** What you need to do **
All lines in the material below that contain "ExpressivEvent" should be located and copied.
>>>>
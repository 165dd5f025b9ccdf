//! The boundary between the shell and the EmoEngine.
//!
//! [`EngineGateway`] is the contract every engine backend implements: the
//! TCP link in [`device`](crate::device) for real sessions and the
//! [`ScriptedEngine`](crate::fake::ScriptedEngine) for tests. Calls report
//! their outcome as a [`ResultCode`] the way the engine itself does; only
//! `OK` counts as success.
//!
//! Event and state handles are allocated by the engine. Use a
//! [`HandleScope`] to hold them so they are released on every path.

use std::collections::HashMap;
use std::fmt;

/// Numeric status returned by every engine call.
#[derive(Debug, Clone, Copy, PartialEq, Eq, Hash)]
pub struct ResultCode(pub u32);

impl ResultCode {
    pub const OK: ResultCode = ResultCode(0x0000);
    pub const UNKNOWN_ERROR: ResultCode = ResultCode(0x0001);
    pub const INVALID_PARAMETER: ResultCode = ResultCode(0x0302);
    pub const ENGINE_UNINITIALIZED: ResultCode = ResultCode(0x0500);
    pub const ENGINE_DISCONNECTED: ResultCode = ResultCode(0x0501);
    pub const PROXY_ERROR: ResultCode = ResultCode(0x0502);
    pub const NO_EVENT: ResultCode = ResultCode(0x0600);

    pub fn is_ok(self) -> bool {
        self == Self::OK
    }
}

impl fmt::Display for ResultCode {
    fn fmt(&self, f: &mut fmt::Formatter<'_>) -> fmt::Result {
        write!(f, "{}", self.0)
    }
}

/// Kind of event published by the engine.
#[derive(Debug, Clone, Copy, PartialEq, Eq)]
pub enum EventKind {
    EmulatorError,
    UserAdded,
    UserRemoved,
    /// A new EmoState is attached to the event.
    EmoStateUpdated,
    ProfileEvent,
    CognitivEvent,
    ExpressivEvent,
    InternalStateChanged,
    /// Reserved or unrecognised kind.
    Unknown,
}

impl From<u16> for EventKind {
    fn from(value: u16) -> Self {
        match value {
            0x0001 => EventKind::EmulatorError,
            0x0010 => EventKind::UserAdded,
            0x0020 => EventKind::UserRemoved,
            0x0040 => EventKind::EmoStateUpdated,
            0x0080 => EventKind::ProfileEvent,
            0x0100 => EventKind::CognitivEvent,
            0x0200 => EventKind::ExpressivEvent,
            0x0400 => EventKind::InternalStateChanged,
            _ => EventKind::Unknown,
        }
    }
}

impl From<EventKind> for u16 {
    fn from(kind: EventKind) -> Self {
        match kind {
            EventKind::EmulatorError => 0x0001,
            EventKind::UserAdded => 0x0010,
            EventKind::UserRemoved => 0x0020,
            EventKind::EmoStateUpdated => 0x0040,
            EventKind::ProfileEvent => 0x0080,
            EventKind::CognitivEvent => 0x0100,
            EventKind::ExpressivEvent => 0x0200,
            EventKind::InternalStateChanged => 0x0400,
            EventKind::Unknown => 0x0000,
        }
    }
}

/// One event pulled off the engine queue.
#[derive(Debug, Clone, PartialEq, Eq)]
pub struct EngineEvent {
    pub kind: EventKind,
    /// Bytes following the kind; the EmoState for `EmoStateUpdated`.
    pub payload: Vec<u8>,
}

/// Brain state snapshot extracted from an `EmoStateUpdated` event.
///
/// The shell does not decode it; the bytes are kept as the engine sent them.
#[derive(Debug, Clone, Default, PartialEq, Eq)]
pub struct EmoState {
    pub raw: Vec<u8>,
}

/// Engine-allocated event buffer.
#[derive(Debug, Clone, Copy, PartialEq, Eq, Hash)]
pub struct EventHandle(pub u32);

/// Engine-allocated state buffer.
#[derive(Debug, Clone, Copy, PartialEq, Eq, Hash)]
pub struct StateHandle(pub u32);

/// Operations the shell needs from the EmoEngine. All calls block.
pub trait EngineGateway {
    /// Opens a session with the engine listening on `host:port`.
    fn connect(&mut self, host: &str, port: u16) -> ResultCode;

    /// Closes the current session, if any.
    fn disconnect(&mut self) -> ResultCode;

    fn create_event(&mut self) -> EventHandle;

    fn create_state(&mut self) -> StateHandle;

    /// Pulls the next pending event into `event`, polling once.
    fn next_event(&mut self, event: EventHandle) -> ResultCode;

    /// Copies the EmoState carried by `event` into `state`.
    fn event_to_state(&mut self, event: EventHandle, state: StateHandle) -> ResultCode;

    /// Contents of a state buffer, if it holds one.
    fn emo_state(&self, state: StateHandle) -> Option<&EmoState>;

    fn release_event(&mut self, event: EventHandle);

    fn release_state(&mut self, state: StateHandle);
}

/// Buffers behind the handles a gateway has handed out.
#[derive(Debug, Default)]
pub struct HandleTable {
    next_id: u32,
    events: HashMap<EventHandle, Option<EngineEvent>>,
    states: HashMap<StateHandle, Option<EmoState>>,
}

impl HandleTable {
    pub fn new() -> Self {
        Self::default()
    }

    fn allocate_id(&mut self) -> u32 {
        self.next_id = self.next_id.wrapping_add(1);
        self.next_id
    }

    pub fn create_event(&mut self) -> EventHandle {
        let handle = EventHandle(self.allocate_id());
        self.events.insert(handle, None);
        handle
    }

    pub fn create_state(&mut self) -> StateHandle {
        let handle = StateHandle(self.allocate_id());
        self.states.insert(handle, None);
        handle
    }

    /// Stores `event` behind `handle`. Returns false for unknown handles.
    pub fn fill_event(&mut self, handle: EventHandle, event: EngineEvent) -> bool {
        match self.events.get_mut(&handle) {
            Some(slot) => {
                *slot = Some(event);
                true
            }
            None => false,
        }
    }

    /// Copies the EmoState of an `EmoStateUpdated` event into `state`.
    pub fn extract_state(&mut self, event: EventHandle, state: StateHandle) -> ResultCode {
        let raw = match self.events.get(&event) {
            Some(Some(EngineEvent {
                kind: EventKind::EmoStateUpdated,
                payload,
            })) => payload.clone(),
            _ => return ResultCode::INVALID_PARAMETER,
        };
        match self.states.get_mut(&state) {
            Some(slot) => {
                *slot = Some(EmoState { raw });
                ResultCode::OK
            }
            None => ResultCode::INVALID_PARAMETER,
        }
    }

    pub fn state(&self, handle: StateHandle) -> Option<&EmoState> {
        self.states.get(&handle).and_then(Option::as_ref)
    }

    pub fn release_event(&mut self, handle: EventHandle) {
        self.events.remove(&handle);
    }

    pub fn release_state(&mut self, handle: StateHandle) {
        self.states.remove(&handle);
    }

    /// Number of handles not yet released.
    pub fn outstanding(&self) -> usize {
        self.events.len() + self.states.len()
    }
}

/// Holds one event handle and one state handle for the duration of a read
/// and releases both when dropped.
pub struct HandleScope<'g, G: EngineGateway + ?Sized> {
    gateway: &'g mut G,
    event: EventHandle,
    state: StateHandle,
}

impl<'g, G: EngineGateway + ?Sized> HandleScope<'g, G> {
    pub fn new(gateway: &'g mut G) -> Self {
        let event = gateway.create_event();
        let state = gateway.create_state();
        Self {
            gateway,
            event,
            state,
        }
    }

    pub fn next_event(&mut self) -> ResultCode {
        self.gateway.next_event(self.event)
    }

    pub fn extract_state(&mut self) -> ResultCode {
        self.gateway.event_to_state(self.event, self.state)
    }

    pub fn emo_state(&self) -> Option<&EmoState> {
        self.gateway.emo_state(self.state)
    }
}

impl<G: EngineGateway + ?Sized> Drop for HandleScope<'_, G> {
    fn drop(&mut self) {
        self.gateway.release_state(self.state);
        self.gateway.release_event(self.event);
    }
}
//! The interactive loop: prompt, read a token, run its handler, repeat.
//!
//! The dispatcher owns the session state and the engine gateway, and talks
//! to the user through any `BufRead`/`Write` pair, which is how the tests
//! drive it without a terminal or a running engine.

use std::io::{BufRead, Write};

use tracing::{debug, info, warn};

use crate::Result;
use crate::command::{COMMANDS, Command, TokenReader, interpret};
use crate::engine::{EngineGateway, HandleScope, ResultCode};
use crate::state::{ConnectionState, ENGINE_HOST, Endpoint};

pub const PROMPT: &str = "EmotivServos01> ";

/// Times each result code is echoed by `ler`.
const ECHO_REPEAT: usize = 10;

/// What the loop does after a command.
#[derive(Debug, Clone, Copy, PartialEq, Eq)]
pub enum Flow {
    Continue,
    Exit,
}

pub struct Dispatcher<G, R, W> {
    gateway: G,
    state: ConnectionState,
    input: TokenReader<R>,
    out: W,
}

impl<G: EngineGateway, R: BufRead, W: Write> Dispatcher<G, R, W> {
    pub fn new(gateway: G, input: R, out: W) -> Self {
        Self {
            gateway,
            state: ConnectionState::new(),
            input: TokenReader::new(input),
            out,
        }
    }

    pub fn state(&self) -> &ConnectionState {
        &self.state
    }

    pub fn gateway(&self) -> &G {
        &self.gateway
    }

    pub fn output(&self) -> &W {
        &self.out
    }

    /// Prints the banner and runs commands until `exit` or end of input.
    pub fn run(&mut self) -> Result<()> {
        self.say("\nStarting application...")?;
        self.say(
            "\nWelcome! Type a command, or type 'help' for the list of available commands",
        )?;
        while self.step()? == Flow::Continue {}
        Ok(())
    }

    /// Prompts once and runs the command typed. End of input counts as
    /// `exit`.
    pub fn step(&mut self) -> Result<Flow> {
        self.prompt()?;
        let command = match self.input.next_token()? {
            Some(token) => interpret(&token),
            None => {
                debug!("input closed");
                Command::Exit
            }
        };
        self.execute(command)
    }

    pub fn execute(&mut self, command: Command) -> Result<Flow> {
        debug!(?command, "dispatching command");
        match command {
            Command::Empty => {}
            Command::Help => self.show_commands()?,
            Command::Connect => self.connect()?,
            Command::Disconnect => self.disconnect()?,
            Command::ReadState => self.read_state()?,
            Command::Exit => {
                self.disconnect()?;
                self.say("\nShutting down. See you!\n\n")?;
                return Ok(Flow::Exit);
            }
            Command::Invalid => self.invalid_command()?,
        }
        Ok(Flow::Continue)
    }

    fn say(&mut self, line: &str) -> Result<()> {
        writeln!(self.out, "{line}")?;
        Ok(())
    }

    fn prompt(&mut self) -> Result<()> {
        write!(self.out, "{PROMPT}")?;
        self.out.flush()?;
        Ok(())
    }

    fn show_commands(&mut self) -> Result<()> {
        self.say("\nCOMMANDS")?;
        for (keyword, description) in COMMANDS {
            writeln!(self.out, "{keyword:.<20}{description}")?;
        }
        self.say("")
    }

    fn invalid_command(&mut self) -> Result<()> {
        self.say("\nInvalid command. Type 'help' for the list of available commands")
    }

    fn connect(&mut self) -> Result<()> {
        if let Some(current) = self.state.endpoint() {
            return self.say(&format!(
                "\nYou are already connected to the {} application",
                current.name()
            ));
        }

        self.say("\nWhich application do you want to connect to?")?;
        for (idx, endpoint) in Endpoint::ALL.iter().enumerate() {
            let label = endpoint.name().to_uppercase();
            writeln!(self.out, "{:.<28} {idx}", format!("{label} "))?;
        }
        self.prompt()?;

        let selection = self
            .input
            .next_token()?
            .and_then(|token| token.parse::<i64>().ok())
            .and_then(Endpoint::from_selection);
        let Some(endpoint) = selection else {
            return self.invalid_command();
        };

        self.say("\nStarting connection attempt with the Emo Engine...")?;
        let code = self.gateway.connect(ENGINE_HOST, endpoint.port());
        if code.is_ok() {
            info!(%endpoint, "connected to engine");
            self.state.connect(endpoint);
            self.say(&format!("Connected successfully to {}.", endpoint.name()))
        } else {
            warn!(%endpoint, %code, "engine refused the connection");
            self.say(&format!(
                "Connection failed. Make sure {} is running and try again.",
                endpoint.name()
            ))
        }
    }

    fn disconnect(&mut self) -> Result<()> {
        self.say("\nDisconnecting from the Emo Engine...")?;
        let code = self.gateway.disconnect();
        if code.is_ok() {
            info!("disconnected from engine");
            self.state.disconnect();
            self.say("Disconnected successfully")
        } else {
            warn!(%code, "engine disconnect failed");
            self.say("\nError while disconnecting. Try again.")
        }
    }

    fn read_state(&mut self) -> Result<()> {
        let mut scope = HandleScope::new(&mut self.gateway);

        let polled = scope.next_event();
        echo(&mut self.out, polled)?;
        if polled == ResultCode::ENGINE_DISCONNECTED && self.state.is_connected() {
            warn!("engine link dropped while the session is marked connected");
            writeln!(
                self.out,
                "The engine link was lost. Type 'desconectar' before connecting again."
            )?;
        }

        let extracted = scope.extract_state();
        echo(&mut self.out, extracted)?;

        if let Some(state) = scope.emo_state() {
            debug!(bytes = state.raw.len(), "EmoState extracted");
        }
        Ok(())
    }
}

/// Writes `code` ten times on one line.
fn echo(out: &mut impl Write, code: ResultCode) -> Result<()> {
    let line = vec![code.to_string(); ECHO_REPEAT].join(" ");
    writeln!(out, "{line}")?;
    Ok(())
}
<<<<
** Output of the task **
    ExpressivEvent,
            0x0200 => EventKind::ExpressivEvent,
            EventKind::ExpressivEvent => 0x0200,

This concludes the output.